◆ DESCRIPTION OF THE TASK ◆
Print the data exactly as it is given, please.

◆ ENTRIES SUPPLIED ◆
//! Border-distance field construction and smoothing.

use crate::{
    math::{dir_offset_x, dir_offset_z},
    open_heightfield::OpenHeightfield,
};

impl OpenHeightfield {
    /// A span is a border if any of its 4 axis neighbors, or any of the 4
    /// diagonals formed by composing two axis neighbors, is missing.
    fn is_border_span(&self, i: usize, x: u16, z: u16) -> bool {
        for dir in 0..4u8 {
            let Some(nidx) = self.neighbor_index(i, x, z, dir) else {
                return true;
            };
            let diag_dir = (dir + 1) & 0x3;
            let nx = (x as i32 + dir_offset_x(dir)) as u16;
            let nz = (z as i32 + dir_offset_z(dir)) as u16;
            if self.neighbor_index(nidx, nx, nz, diag_dir).is_none() {
                return true;
            }
        }
        false
    }

    /// Builds the border-distance field: zero at every border span, a
    /// Chebyshev-style propagated minimum elsewhere.
    pub fn build_distance_field(&mut self) {
        let w = self.field.width;
        let d = self.field.depth;
        let n = self.spans.len();
        let mut dist = vec![u16::MAX; n];

        for z in 0..d {
            for x in 0..w {
                let cell = self.cell_at(x, z);
                for i in cell.range() {
                    if self.is_border_span(i, x, z) {
                        dist[i] = 0;
                    }
                }
            }
        }

        // Forward pass: propagate from the W and S axis neighbors (and the
        // SW/SE diagonals reached through them).
        for z in 0..d {
            for x in 0..w {
                let cell = self.cell_at(x, z);
                for i in cell.range() {
                    self.relax_distance(i, x, z, 0, 3, &mut dist);
                    self.relax_distance(i, x, z, 3, 2, &mut dist);
                }
            }
        }

        // Reverse pass: propagate from the E and N axis neighbors (and the
        // NE/NW diagonals reached through them).
        for z in (0..d).rev() {
            for x in (0..w).rev() {
                let cell = self.cell_at(x, z);
                for i in cell.range().rev() {
                    self.relax_distance(i, x, z, 2, 1, &mut dist);
                    self.relax_distance(i, x, z, 1, 0, &mut dist);
                }
            }
        }

        self.max_distance = dist.iter().copied().max().unwrap_or(0);
        for (span, d) in self.spans.iter_mut().zip(dist) {
            span.distance_to_border = d;
        }
    }

    /// Relaxes `dist[i]` against the axis neighbor in `axis_dir` (step +2)
    /// and the diagonal reached by then stepping `diag_dir` from that
    /// neighbor (step +3).
    fn relax_distance(&self, i: usize, x: u16, z: u16, axis_dir: u8, diag_dir: u8, dist: &mut [u16]) {
        let Some(ai) = self.neighbor_index(i, x, z, axis_dir) else {
            return;
        };
        dist[i] = dist[i].min(dist[ai].saturating_add(2));

        let ax = (x as i32 + dir_offset_x(axis_dir)) as u16;
        let az = (z as i32 + dir_offset_z(axis_dir)) as u16;
        if let Some(di) = self.neighbor_index(ai, ax, az, diag_dir) {
            dist[i] = dist[i].min(dist[di].saturating_add(3));
        }
    }

    /// Smooths the distance field: every span whose distance exceeds
    /// `threshold` is replaced by `(sum + 5) / 9` over itself, its 4 axis
    /// neighbors, and its 4 diagonal neighbors (absent axis neighbors
    /// contribute the span's own distance twice, absent diagonals once).
    /// Spans at or below `threshold` are left untouched.
    ///
    /// A `threshold` of `0` disables smoothing.
    pub fn smooth_distance_field(&mut self, threshold: u16) {
        if threshold == 0 {
            return;
        }
        let w = self.field.width;
        let d = self.field.depth;
        let original: Vec<u16> = self.spans.iter().map(|s| s.distance_to_border).collect();
        let mut smoothed = original.clone();

        for z in 0..d {
            for x in 0..w {
                let cell = self.cell_at(x, z);
                for i in cell.range() {
                    let own = original[i];
                    if own <= threshold {
                        continue;
                    }
                    let mut sum = own;
                    for dir in 0..4u8 {
                        match self.neighbor_index(i, x, z, dir) {
                            Some(ni) => {
                                sum += original[ni];
                                let nx = (x as i32 + dir_offset_x(dir)) as u16;
                                let nz = (z as i32 + dir_offset_z(dir)) as u16;
                                let diag_dir = (dir + 1) & 0x3;
                                match self.neighbor_index(ni, nx, nz, diag_dir) {
                                    Some(di) => sum += original[di],
                                    None => sum += own,
                                }
                            }
                            None => sum += own * 2,
                        }
                    }
                    smoothed[i] = (sum + 5) / 9;
                }
            }
        }

        for (span, d) in self.spans.iter_mut().zip(smoothed) {
            span.distance_to_border = d;
        }
    }
}

#[cfg(test)]
mod tests {
    use super::*;
    use crate::{heightfield::HeightfieldBuilder, math::Aabb3d, span::SpanFlags};
    use glam::Vec3A;

    fn flat_open_field(size: u16) -> OpenHeightfield {
        let mut hf = HeightfieldBuilder {
            aabb: Aabb3d::new(Vec3A::ZERO, Vec3A::new(size as f32, 10.0, size as f32)),
            cell_size: 1.0,
            cell_height: 1.0,
        }
        .build()
        .unwrap();
        for z in 0..size {
            for x in 0..size {
                hf.add_span(x, z, 0, 2, SpanFlags::WALKABLE).unwrap();
                hf.add_span(x, z, 8, 9, SpanFlags::empty()).unwrap();
            }
        }
        OpenHeightfield::from_solid_heightfield(&hf, 2, 1).unwrap()
    }

    #[test]
    fn border_spans_have_zero_distance() {
        let mut open = flat_open_field(5);
        open.build_distance_field();
        let i = open.cell_at(0, 0).index() as usize;
        assert_eq!(open.spans[i].distance_to_border, 0);
    }

    #[test]
    fn interior_span_has_larger_distance_than_border() {
        let mut open = flat_open_field(7);
        open.build_distance_field();
        let border = open.spans[open.cell_at(0, 0).index() as usize].distance_to_border;
        let interior = open.spans[open.cell_at(3, 3).index() as usize].distance_to_border;
        assert!(interior > border);
    }

    #[test]
    fn smoothing_below_threshold_is_a_no_op() {
        let mut open = flat_open_field(5);
        open.build_distance_field();
        let before: Vec<u16> = open.spans.iter().map(|s| s.distance_to_border).collect();
        open.smooth_distance_field(0);
        let after: Vec<u16> = open.spans.iter().map(|s| s.distance_to_border).collect();
        assert_eq!(before, after);
    }
}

◆ REPLY ◆
//! Border-distance field construction and smoothing.

use crate::{
    math::{dir_offset_x, dir_offset_z},
    open_heightfield::OpenHeightfield,
};

impl OpenHeightfield {
    /// A span is a border if any of its 4 axis neighbors, or any of the 4
    /// diagonals formed by composing two axis neighbors, is missing.
    fn is_border_span(&self, i: usize, x: u16, z: u16) -> bool {
        for dir in 0..4u8 {
            let Some(nidx) = self.neighbor_index(i, x, z, dir) else {
                return true;
            };
            let diag_dir = (dir + 1) & 0x3;
            let nx = (x as i32 + dir_offset_x(dir)) as u16;
            let nz = (z as i32 + dir_offset_z(dir)) as u16;
            if self.neighbor_index(nidx, nx, nz, diag_dir).is_none() {
                return true;
            }
        }
        false
    }

    /// Builds the border-distance field: zero at every border span, a
    /// Chebyshev-style propagated minimum elsewhere.
    pub fn build_distance_field(&mut self) {
        let w = self.field.width;
        let d = self.field.depth;
        let n = self.spans.len();
        let mut dist = vec![u16::MAX; n];

        for z in 0..d {
            for x in 0..w {
                let cell = self.cell_at(x, z);
                for i in cell.range() {
                    if self.is_border_span(i, x, z) {
                        dist[i] = 0;
                    }
                }
            }
        }

        // Forward pass: propagate from the W and S axis neighbors (and the
        // SW/SE diagonals reached through them).
        for z in 0..d {
            for x in 0..w {
                let cell = self.cell_at(x, z);
                for i in cell.range() {
                    self.relax_distance(i, x, z, 0, 3, &mut dist);
                    self.relax_distance(i, x, z, 3, 2, &mut dist);
                }
            }
        }

        // Reverse pass: propagate from the E and N axis neighbors (and the
        // NE/NW diagonals reached through them).
        for z in (0..d).rev() {
            for x in (0..w).rev() {
                let cell = self.cell_at(x, z);
                for i in cell.range().rev() {
                    self.relax_distance(i, x, z, 2, 1, &mut dist);
                    self.relax_distance(i, x, z, 1, 0, &mut dist);
                }
            }
        }

        self.max_distance = dist.iter().copied().max().unwrap_or(0);
        for (span, d) in self.spans.iter_mut().zip(dist) {
            span.distance_to_border = d;
        }
    }

    /// Relaxes `dist[i]` against the axis neighbor in `axis_dir` (step +2)
    /// and the diagonal reached by then stepping `diag_dir` from that
    /// neighbor (step +3).
    fn relax_distance(&self, i: usize, x: u16, z: u16, axis_dir: u8, diag_dir: u8, dist: &mut [u16]) {
        let Some(ai) = self.neighbor_index(i, x, z, axis_dir) else {
            return;
        };
        dist[i] = dist[i].min(dist[ai].saturating_add(2));

        let ax = (x as i32 + dir_offset_x(axis_dir)) as u16;
        let az = (z as i32 + dir_offset_z(axis_dir)) as u16;
        if let Some(di) = self.neighbor_index(ai, ax, az, diag_dir) {
            dist[i] = dist[i].min(dist[di].saturating_add(3));
        }
    }

    /// Smooths the distance field: every span whose distance exceeds
    /// `threshold` is replaced by `(sum + 5) / 9` over itself, its 4 axis
    /// neighbors, and its 4 diagonal neighbors (absent axis neighbors
    /// contribute the span's own distance twice, absent diagonals once).
    /// Spans at or below `threshold` are left untouched.
    ///
    /// A `threshold` of `0` disables smoothing.
    pub fn smooth_distance_field(&mut self, threshold: u16) {
        if threshold == 0 {
            return;
        }
        let w = self.field.width;
        let d = self.field.depth;
        let original: Vec<u16> = self.spans.iter().map(|s| s.distance_to_border).collect();
        let mut smoothed = original.clone();

        for z in 0..d {
            for x in 0..w {
                let cell = self.cell_at(x, z);
                for i in cell.range() {
                    let own = original[i];
                    if own <= threshold {
                        continue;
                    }
                    let mut sum = own;
                    for dir in 0..4u8 {
                        match self.neighbor_index(i, x, z, dir) {
                            Some(ni) => {
                                sum += original[ni];
                                let nx = (x as i32 + dir_offset_x(dir)) as u16;
                                let nz = (z as i32 + dir_offset_z(dir)) as u16;
                                let diag_dir = (dir + 1) & 0x3;
                                match self.neighbor_index(ni, nx, nz, diag_dir) {
                                    Some(di) => sum += original[di],
                                    None => sum += own,
                                }
                            }
                            None => sum += own * 2,
                        }
                    }
                    smoothed[i] = (sum + 5) / 9;
                }
            }
        }

        for (span, d) in self.spans.iter_mut().zip(smoothed) {
            span.distance_to_border = d;
        }
    }
}

#[cfg(test)]
mod tests {
    use super::*;
    use crate::{heightfield::HeightfieldBuilder, math::Aabb3d, span::SpanFlags};
    use glam::Vec3A;

    fn flat_open_field(size: u16) -> OpenHeightfield {
        let mut hf = HeightfieldBuilder {
            aabb: Aabb3d::new(Vec3A::ZERO, Vec3A::new(size as f32, 10.0, size as f32)),
            cell_size: 1.0,
            cell_height: 1.0,
        }
        .build()
        .unwrap();
        for z in 0..size {
            for x in 0..size {
                hf.add_span(x, z, 0, 2, SpanFlags::WALKABLE).unwrap();
                hf.add_span(x, z, 8, 9, SpanFlags::empty()).unwrap();
            }
        }
        OpenHeightfield::from_solid_heightfield(&hf, 2, 1).unwrap()
    }

    #[test]
    fn border_spans_have_zero_distance() {
        let mut open = flat_open_field(5);
        open.build_distance_field();
        let i = open.cell_at(0, 0).index() as usize;
        assert_eq!(open.spans[i].distance_to_border, 0);
    }

    #[test]
    fn interior_span_has_larger_distance_than_border() {
        let mut open = flat_open_field(7);
        open.build_distance_field();
        let border = open.spans[open.cell_at(0, 0).index() as usize].distance_to_border;
        let interior = open.spans[open.cell_at(3, 3).index() as usize].distance_to_border;
        assert!(interior > border);
    }

    #[test]
    fn smoothing_below_threshold_is_a_no_op() {
        let mut open = flat_open_field(5);
        open.build_distance_field();
        let before: Vec<u16> = open.spans.iter().map(|s| s.distance_to_border).collect();
        open.smooth_distance_field(0);
        let after: Vec<u16> = open.spans.iter().map(|s| s.distance_to_border).collect();
        assert_eq!(before, after);
    }
}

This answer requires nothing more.